====== Entries provided

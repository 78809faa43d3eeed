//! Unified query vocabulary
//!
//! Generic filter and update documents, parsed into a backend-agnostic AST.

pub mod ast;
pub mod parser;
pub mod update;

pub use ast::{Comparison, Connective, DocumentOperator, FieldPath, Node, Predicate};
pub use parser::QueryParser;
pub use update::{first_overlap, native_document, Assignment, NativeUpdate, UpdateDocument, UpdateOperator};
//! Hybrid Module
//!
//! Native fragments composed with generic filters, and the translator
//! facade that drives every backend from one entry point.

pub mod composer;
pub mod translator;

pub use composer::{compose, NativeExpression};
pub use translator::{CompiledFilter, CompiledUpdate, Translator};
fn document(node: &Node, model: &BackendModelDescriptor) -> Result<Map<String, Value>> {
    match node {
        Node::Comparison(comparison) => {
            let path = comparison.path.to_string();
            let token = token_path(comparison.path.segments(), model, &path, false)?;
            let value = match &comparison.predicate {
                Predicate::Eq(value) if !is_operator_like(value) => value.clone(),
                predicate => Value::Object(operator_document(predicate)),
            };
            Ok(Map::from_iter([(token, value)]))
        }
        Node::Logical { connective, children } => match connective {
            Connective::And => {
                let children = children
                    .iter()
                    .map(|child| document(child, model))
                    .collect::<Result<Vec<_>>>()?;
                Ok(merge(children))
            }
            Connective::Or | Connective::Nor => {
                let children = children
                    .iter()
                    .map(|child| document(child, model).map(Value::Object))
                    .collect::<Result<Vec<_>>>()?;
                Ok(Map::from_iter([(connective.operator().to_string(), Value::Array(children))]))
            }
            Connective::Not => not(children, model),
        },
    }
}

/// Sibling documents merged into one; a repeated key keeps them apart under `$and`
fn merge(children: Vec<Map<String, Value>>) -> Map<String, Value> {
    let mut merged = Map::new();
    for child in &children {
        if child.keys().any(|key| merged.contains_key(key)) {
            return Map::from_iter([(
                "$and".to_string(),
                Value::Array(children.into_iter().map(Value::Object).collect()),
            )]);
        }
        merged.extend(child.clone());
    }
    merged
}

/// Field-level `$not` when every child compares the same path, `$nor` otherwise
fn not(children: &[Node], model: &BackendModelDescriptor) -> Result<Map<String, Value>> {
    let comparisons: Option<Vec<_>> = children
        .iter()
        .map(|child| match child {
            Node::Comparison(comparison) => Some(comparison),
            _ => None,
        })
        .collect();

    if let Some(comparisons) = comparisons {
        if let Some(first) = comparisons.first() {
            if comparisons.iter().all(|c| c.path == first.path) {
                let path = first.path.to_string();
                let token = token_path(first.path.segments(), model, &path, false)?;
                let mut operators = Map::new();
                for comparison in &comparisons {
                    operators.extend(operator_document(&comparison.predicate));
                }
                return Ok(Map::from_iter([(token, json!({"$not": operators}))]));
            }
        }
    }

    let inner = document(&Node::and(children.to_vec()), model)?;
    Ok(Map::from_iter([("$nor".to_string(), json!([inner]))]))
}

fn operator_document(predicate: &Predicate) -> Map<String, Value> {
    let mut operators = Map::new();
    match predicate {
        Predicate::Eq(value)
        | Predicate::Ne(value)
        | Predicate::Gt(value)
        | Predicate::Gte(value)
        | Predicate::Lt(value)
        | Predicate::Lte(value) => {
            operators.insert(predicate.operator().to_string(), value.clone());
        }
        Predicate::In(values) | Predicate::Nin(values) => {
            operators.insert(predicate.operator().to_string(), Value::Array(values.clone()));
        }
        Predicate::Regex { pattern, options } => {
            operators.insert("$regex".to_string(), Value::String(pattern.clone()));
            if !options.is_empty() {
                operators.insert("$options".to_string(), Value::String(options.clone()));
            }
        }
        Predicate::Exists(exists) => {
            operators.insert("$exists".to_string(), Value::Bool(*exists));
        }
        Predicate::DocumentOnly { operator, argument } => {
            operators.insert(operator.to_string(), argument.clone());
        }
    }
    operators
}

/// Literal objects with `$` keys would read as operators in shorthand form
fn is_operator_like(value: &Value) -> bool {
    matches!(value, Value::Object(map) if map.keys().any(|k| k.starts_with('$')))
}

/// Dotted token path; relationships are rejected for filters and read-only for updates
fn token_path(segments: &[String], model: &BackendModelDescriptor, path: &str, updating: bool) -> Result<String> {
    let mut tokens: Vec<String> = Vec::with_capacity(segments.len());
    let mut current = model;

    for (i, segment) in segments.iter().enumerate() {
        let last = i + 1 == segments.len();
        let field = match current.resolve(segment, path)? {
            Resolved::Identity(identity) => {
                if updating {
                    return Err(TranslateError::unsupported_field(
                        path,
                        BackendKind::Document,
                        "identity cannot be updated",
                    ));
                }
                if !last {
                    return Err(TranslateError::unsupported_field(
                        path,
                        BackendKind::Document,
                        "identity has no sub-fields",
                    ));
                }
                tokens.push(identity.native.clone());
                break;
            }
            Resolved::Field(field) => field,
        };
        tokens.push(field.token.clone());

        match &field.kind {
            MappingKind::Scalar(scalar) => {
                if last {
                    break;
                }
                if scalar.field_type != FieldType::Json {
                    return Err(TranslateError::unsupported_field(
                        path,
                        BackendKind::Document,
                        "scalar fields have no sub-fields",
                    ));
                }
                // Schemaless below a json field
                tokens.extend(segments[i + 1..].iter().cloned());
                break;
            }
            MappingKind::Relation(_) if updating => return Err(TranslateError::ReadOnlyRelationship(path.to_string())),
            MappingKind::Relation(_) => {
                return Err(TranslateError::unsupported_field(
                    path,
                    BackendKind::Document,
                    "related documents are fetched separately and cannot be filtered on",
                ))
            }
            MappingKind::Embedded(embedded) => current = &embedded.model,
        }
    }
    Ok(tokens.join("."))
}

============
====== Entries provided

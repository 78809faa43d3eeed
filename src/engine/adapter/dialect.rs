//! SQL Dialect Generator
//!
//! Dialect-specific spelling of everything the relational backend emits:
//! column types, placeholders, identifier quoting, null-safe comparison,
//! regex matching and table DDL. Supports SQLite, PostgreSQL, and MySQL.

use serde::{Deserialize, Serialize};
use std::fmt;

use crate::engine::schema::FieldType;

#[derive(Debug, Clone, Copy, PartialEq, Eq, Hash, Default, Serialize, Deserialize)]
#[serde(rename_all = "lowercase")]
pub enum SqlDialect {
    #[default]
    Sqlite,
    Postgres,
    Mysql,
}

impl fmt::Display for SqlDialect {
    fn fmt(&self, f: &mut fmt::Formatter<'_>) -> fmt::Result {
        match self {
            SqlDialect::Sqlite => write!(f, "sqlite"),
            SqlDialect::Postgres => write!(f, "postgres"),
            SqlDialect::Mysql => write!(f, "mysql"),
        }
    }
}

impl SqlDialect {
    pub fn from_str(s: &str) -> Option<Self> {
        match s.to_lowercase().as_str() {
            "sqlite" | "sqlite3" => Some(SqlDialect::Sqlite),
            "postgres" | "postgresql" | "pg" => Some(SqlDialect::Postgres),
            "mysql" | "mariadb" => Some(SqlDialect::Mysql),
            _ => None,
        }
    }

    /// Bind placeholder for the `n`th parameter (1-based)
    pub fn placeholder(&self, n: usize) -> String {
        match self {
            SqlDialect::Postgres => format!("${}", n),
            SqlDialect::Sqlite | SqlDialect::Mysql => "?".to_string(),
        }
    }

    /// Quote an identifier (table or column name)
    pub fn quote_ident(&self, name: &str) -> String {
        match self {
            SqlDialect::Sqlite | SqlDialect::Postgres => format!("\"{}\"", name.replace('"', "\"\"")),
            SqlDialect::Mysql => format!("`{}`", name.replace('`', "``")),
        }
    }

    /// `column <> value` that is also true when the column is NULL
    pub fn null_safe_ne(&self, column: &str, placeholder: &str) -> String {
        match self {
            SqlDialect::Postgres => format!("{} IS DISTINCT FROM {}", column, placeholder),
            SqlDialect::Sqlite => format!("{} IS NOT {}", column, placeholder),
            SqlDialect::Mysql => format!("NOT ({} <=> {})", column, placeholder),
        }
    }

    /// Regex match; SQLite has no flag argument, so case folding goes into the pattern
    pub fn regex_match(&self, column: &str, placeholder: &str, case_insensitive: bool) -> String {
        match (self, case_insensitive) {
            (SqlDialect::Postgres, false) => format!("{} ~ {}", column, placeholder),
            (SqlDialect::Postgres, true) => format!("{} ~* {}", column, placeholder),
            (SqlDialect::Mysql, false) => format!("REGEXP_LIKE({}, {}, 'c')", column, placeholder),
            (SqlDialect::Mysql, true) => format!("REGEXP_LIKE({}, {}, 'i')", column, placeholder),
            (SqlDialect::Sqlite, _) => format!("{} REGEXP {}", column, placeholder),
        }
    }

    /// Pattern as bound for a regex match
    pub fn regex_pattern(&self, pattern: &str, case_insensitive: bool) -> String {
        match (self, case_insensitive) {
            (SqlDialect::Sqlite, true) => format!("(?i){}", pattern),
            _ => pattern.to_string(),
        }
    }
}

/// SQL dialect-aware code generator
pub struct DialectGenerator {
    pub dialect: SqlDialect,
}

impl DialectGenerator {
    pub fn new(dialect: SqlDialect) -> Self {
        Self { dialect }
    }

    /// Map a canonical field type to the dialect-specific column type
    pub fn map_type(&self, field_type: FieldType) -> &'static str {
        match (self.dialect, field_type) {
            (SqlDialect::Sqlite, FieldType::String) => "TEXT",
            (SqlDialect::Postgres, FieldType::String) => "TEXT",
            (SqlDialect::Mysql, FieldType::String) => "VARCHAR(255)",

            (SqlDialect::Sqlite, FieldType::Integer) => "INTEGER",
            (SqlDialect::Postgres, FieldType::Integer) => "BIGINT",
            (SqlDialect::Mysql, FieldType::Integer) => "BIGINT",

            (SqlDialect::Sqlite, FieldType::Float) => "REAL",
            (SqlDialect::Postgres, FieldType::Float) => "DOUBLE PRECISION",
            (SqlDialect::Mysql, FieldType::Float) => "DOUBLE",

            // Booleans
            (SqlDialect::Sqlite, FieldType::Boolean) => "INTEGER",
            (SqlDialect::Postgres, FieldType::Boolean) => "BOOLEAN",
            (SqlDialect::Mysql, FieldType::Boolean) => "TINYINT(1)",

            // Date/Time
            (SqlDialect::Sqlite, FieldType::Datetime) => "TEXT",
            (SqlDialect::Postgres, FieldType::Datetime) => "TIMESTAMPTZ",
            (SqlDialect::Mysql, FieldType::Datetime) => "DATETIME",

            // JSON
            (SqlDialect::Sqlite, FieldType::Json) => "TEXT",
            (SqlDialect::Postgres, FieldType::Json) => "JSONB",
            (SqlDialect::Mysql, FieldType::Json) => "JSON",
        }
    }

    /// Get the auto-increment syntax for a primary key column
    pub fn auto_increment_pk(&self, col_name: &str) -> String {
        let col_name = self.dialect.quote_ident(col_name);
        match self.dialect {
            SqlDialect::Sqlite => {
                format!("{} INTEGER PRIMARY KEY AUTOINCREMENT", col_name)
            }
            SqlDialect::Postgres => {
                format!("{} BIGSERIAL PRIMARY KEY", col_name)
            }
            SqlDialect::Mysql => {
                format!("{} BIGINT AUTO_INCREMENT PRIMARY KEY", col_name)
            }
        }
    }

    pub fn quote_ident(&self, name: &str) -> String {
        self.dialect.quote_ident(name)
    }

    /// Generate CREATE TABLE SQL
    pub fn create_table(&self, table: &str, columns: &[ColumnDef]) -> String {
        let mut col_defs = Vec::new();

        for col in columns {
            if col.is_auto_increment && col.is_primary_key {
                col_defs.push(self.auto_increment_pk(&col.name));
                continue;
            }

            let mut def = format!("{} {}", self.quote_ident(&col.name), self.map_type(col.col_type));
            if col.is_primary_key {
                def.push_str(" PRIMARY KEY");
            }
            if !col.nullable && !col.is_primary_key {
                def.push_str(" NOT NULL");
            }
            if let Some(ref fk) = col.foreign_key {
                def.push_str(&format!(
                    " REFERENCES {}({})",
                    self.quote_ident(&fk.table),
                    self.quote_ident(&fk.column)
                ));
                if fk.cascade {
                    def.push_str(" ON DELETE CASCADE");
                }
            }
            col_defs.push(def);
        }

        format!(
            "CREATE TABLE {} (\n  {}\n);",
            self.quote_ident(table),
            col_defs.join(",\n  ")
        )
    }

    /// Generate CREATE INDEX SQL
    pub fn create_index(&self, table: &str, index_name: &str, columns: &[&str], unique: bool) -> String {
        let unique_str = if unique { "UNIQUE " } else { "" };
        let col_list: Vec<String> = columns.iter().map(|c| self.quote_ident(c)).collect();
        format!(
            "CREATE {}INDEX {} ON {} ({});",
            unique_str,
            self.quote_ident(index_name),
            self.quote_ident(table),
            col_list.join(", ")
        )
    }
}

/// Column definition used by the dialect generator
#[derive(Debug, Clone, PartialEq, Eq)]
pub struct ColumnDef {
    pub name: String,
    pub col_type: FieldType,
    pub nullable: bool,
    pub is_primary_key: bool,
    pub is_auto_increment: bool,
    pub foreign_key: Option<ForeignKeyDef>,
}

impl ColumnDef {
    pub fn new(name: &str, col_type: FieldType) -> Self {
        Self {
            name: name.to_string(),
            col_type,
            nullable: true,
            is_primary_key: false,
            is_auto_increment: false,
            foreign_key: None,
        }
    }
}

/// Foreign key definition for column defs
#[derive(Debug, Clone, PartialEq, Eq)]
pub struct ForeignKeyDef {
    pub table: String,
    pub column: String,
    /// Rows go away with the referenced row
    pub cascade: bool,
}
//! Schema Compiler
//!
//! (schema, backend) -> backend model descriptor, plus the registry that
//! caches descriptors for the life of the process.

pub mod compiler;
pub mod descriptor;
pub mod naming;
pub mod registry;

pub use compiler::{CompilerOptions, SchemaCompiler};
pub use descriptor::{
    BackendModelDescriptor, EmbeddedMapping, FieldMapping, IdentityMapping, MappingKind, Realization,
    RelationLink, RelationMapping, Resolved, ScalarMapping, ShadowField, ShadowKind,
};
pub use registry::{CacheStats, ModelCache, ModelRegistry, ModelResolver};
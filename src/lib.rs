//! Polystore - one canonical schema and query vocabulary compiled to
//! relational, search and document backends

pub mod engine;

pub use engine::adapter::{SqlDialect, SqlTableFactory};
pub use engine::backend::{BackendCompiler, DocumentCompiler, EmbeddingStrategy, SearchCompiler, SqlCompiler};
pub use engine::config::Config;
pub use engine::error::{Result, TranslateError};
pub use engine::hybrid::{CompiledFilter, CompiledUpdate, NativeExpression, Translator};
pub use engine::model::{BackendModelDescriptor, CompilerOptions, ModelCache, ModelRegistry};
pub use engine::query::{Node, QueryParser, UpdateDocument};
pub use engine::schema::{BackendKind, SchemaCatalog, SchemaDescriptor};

============
====== Entries provided

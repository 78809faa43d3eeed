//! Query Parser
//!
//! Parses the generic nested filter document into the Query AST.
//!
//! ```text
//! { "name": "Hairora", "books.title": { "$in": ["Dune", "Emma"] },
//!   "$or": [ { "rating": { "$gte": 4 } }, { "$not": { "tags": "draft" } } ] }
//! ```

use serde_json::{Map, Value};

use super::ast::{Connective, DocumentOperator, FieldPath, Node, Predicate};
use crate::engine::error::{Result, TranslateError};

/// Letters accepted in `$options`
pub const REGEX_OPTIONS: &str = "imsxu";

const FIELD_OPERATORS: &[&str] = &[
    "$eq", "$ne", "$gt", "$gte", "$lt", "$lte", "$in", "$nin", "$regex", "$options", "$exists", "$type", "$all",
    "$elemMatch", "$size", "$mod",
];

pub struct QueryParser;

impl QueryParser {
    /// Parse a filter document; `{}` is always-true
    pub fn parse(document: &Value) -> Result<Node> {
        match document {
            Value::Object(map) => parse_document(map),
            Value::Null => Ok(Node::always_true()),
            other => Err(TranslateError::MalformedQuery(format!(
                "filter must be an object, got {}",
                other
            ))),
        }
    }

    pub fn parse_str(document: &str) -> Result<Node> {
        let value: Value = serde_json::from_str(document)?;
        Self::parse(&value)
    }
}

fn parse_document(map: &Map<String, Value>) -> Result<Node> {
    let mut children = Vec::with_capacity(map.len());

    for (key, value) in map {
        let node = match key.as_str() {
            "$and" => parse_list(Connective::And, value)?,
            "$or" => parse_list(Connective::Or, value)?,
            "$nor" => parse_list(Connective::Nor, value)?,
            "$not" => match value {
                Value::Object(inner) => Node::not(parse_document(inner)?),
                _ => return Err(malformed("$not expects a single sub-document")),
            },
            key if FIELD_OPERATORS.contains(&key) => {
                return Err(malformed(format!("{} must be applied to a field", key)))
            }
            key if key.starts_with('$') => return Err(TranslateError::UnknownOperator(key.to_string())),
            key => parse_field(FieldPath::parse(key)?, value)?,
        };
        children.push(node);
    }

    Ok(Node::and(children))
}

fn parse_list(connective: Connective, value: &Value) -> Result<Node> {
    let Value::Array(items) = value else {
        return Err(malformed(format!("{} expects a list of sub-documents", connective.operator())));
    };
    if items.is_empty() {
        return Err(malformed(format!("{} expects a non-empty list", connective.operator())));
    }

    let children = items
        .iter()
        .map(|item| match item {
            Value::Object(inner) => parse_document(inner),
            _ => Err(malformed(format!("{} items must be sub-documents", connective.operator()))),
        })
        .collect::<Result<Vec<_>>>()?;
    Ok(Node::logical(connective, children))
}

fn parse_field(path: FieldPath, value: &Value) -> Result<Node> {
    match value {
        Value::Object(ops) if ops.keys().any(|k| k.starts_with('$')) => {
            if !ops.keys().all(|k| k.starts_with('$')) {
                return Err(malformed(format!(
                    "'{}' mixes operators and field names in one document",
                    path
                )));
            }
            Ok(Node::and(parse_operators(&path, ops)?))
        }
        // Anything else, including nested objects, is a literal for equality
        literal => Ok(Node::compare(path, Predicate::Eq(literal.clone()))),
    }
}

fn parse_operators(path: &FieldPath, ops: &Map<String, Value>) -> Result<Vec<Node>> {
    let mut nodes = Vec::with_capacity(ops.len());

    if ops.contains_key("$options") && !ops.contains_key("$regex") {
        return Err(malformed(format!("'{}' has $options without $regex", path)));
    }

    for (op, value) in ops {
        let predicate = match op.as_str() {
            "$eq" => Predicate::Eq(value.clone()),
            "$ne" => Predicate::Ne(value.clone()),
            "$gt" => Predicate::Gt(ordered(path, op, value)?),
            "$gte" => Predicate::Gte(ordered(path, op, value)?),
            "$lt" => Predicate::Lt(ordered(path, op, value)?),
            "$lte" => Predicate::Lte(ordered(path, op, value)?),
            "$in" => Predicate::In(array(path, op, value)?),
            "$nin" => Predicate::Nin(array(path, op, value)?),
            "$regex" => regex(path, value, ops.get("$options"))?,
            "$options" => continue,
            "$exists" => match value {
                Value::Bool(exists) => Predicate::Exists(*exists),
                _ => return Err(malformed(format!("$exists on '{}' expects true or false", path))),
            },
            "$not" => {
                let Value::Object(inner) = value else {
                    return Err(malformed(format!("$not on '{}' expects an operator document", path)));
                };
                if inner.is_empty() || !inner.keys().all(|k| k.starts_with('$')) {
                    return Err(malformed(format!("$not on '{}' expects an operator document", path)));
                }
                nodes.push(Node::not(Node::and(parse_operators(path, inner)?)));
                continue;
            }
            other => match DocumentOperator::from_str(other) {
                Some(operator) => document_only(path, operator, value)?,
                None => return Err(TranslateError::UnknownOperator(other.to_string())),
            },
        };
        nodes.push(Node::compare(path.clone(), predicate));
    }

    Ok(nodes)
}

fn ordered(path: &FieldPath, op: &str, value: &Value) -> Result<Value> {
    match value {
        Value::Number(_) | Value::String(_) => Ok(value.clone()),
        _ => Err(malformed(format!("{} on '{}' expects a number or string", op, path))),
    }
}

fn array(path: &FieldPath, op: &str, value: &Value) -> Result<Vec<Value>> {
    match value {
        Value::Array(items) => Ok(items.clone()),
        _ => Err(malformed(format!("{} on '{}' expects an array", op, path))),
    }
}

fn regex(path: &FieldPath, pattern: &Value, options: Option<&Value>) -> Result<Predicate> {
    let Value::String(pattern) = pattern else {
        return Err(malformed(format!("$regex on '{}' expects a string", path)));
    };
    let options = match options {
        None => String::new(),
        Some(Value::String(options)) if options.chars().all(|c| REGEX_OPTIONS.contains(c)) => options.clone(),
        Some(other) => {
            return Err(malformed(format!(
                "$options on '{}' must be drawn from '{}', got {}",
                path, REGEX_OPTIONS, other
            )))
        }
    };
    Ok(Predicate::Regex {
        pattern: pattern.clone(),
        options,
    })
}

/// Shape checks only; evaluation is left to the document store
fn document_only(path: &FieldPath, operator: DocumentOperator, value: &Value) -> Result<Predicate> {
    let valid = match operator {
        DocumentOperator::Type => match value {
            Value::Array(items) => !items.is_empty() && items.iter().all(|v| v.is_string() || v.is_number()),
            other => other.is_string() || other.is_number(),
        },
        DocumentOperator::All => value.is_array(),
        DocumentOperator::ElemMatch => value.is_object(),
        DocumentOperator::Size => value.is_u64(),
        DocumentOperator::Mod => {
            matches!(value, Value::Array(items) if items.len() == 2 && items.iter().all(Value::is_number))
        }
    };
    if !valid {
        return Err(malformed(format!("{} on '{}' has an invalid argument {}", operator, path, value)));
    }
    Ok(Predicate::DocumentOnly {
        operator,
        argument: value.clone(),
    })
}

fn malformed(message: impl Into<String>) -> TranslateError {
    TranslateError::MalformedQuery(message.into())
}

============

**Exercise brief**
Give an exact copy of the lines above from the line with "has $options without" up to and including the line with "let Value::Object(inner) = value", and leave everything else out.

**Result of this task**
        return Err(malformed(format!("'{}' has $options without $regex", path)));
    }

    for (op, value) in ops {
        let predicate = match op.as_str() {
            "$eq" => Predicate::Eq(value.clone()),
            "$ne" => Predicate::Ne(value.clone()),
            "$gt" => Predicate::Gt(ordered(path, op, value)?),
            "$gte" => Predicate::Gte(ordered(path, op, value)?),
            "$lt" => Predicate::Lt(ordered(path, op, value)?),
            "$lte" => Predicate::Lte(ordered(path, op, value)?),
            "$in" => Predicate::In(array(path, op, value)?),
            "$nin" => Predicate::Nin(array(path, op, value)?),
            "$regex" => regex(path, value, ops.get("$options"))?,
            "$options" => continue,
            "$exists" => match value {
                Value::Bool(exists) => Predicate::Exists(*exists),
                _ => return Err(malformed(format!("$exists on '{}' expects true or false", path))),
            },
            "$not" => {
                let Value::Object(inner) = value else {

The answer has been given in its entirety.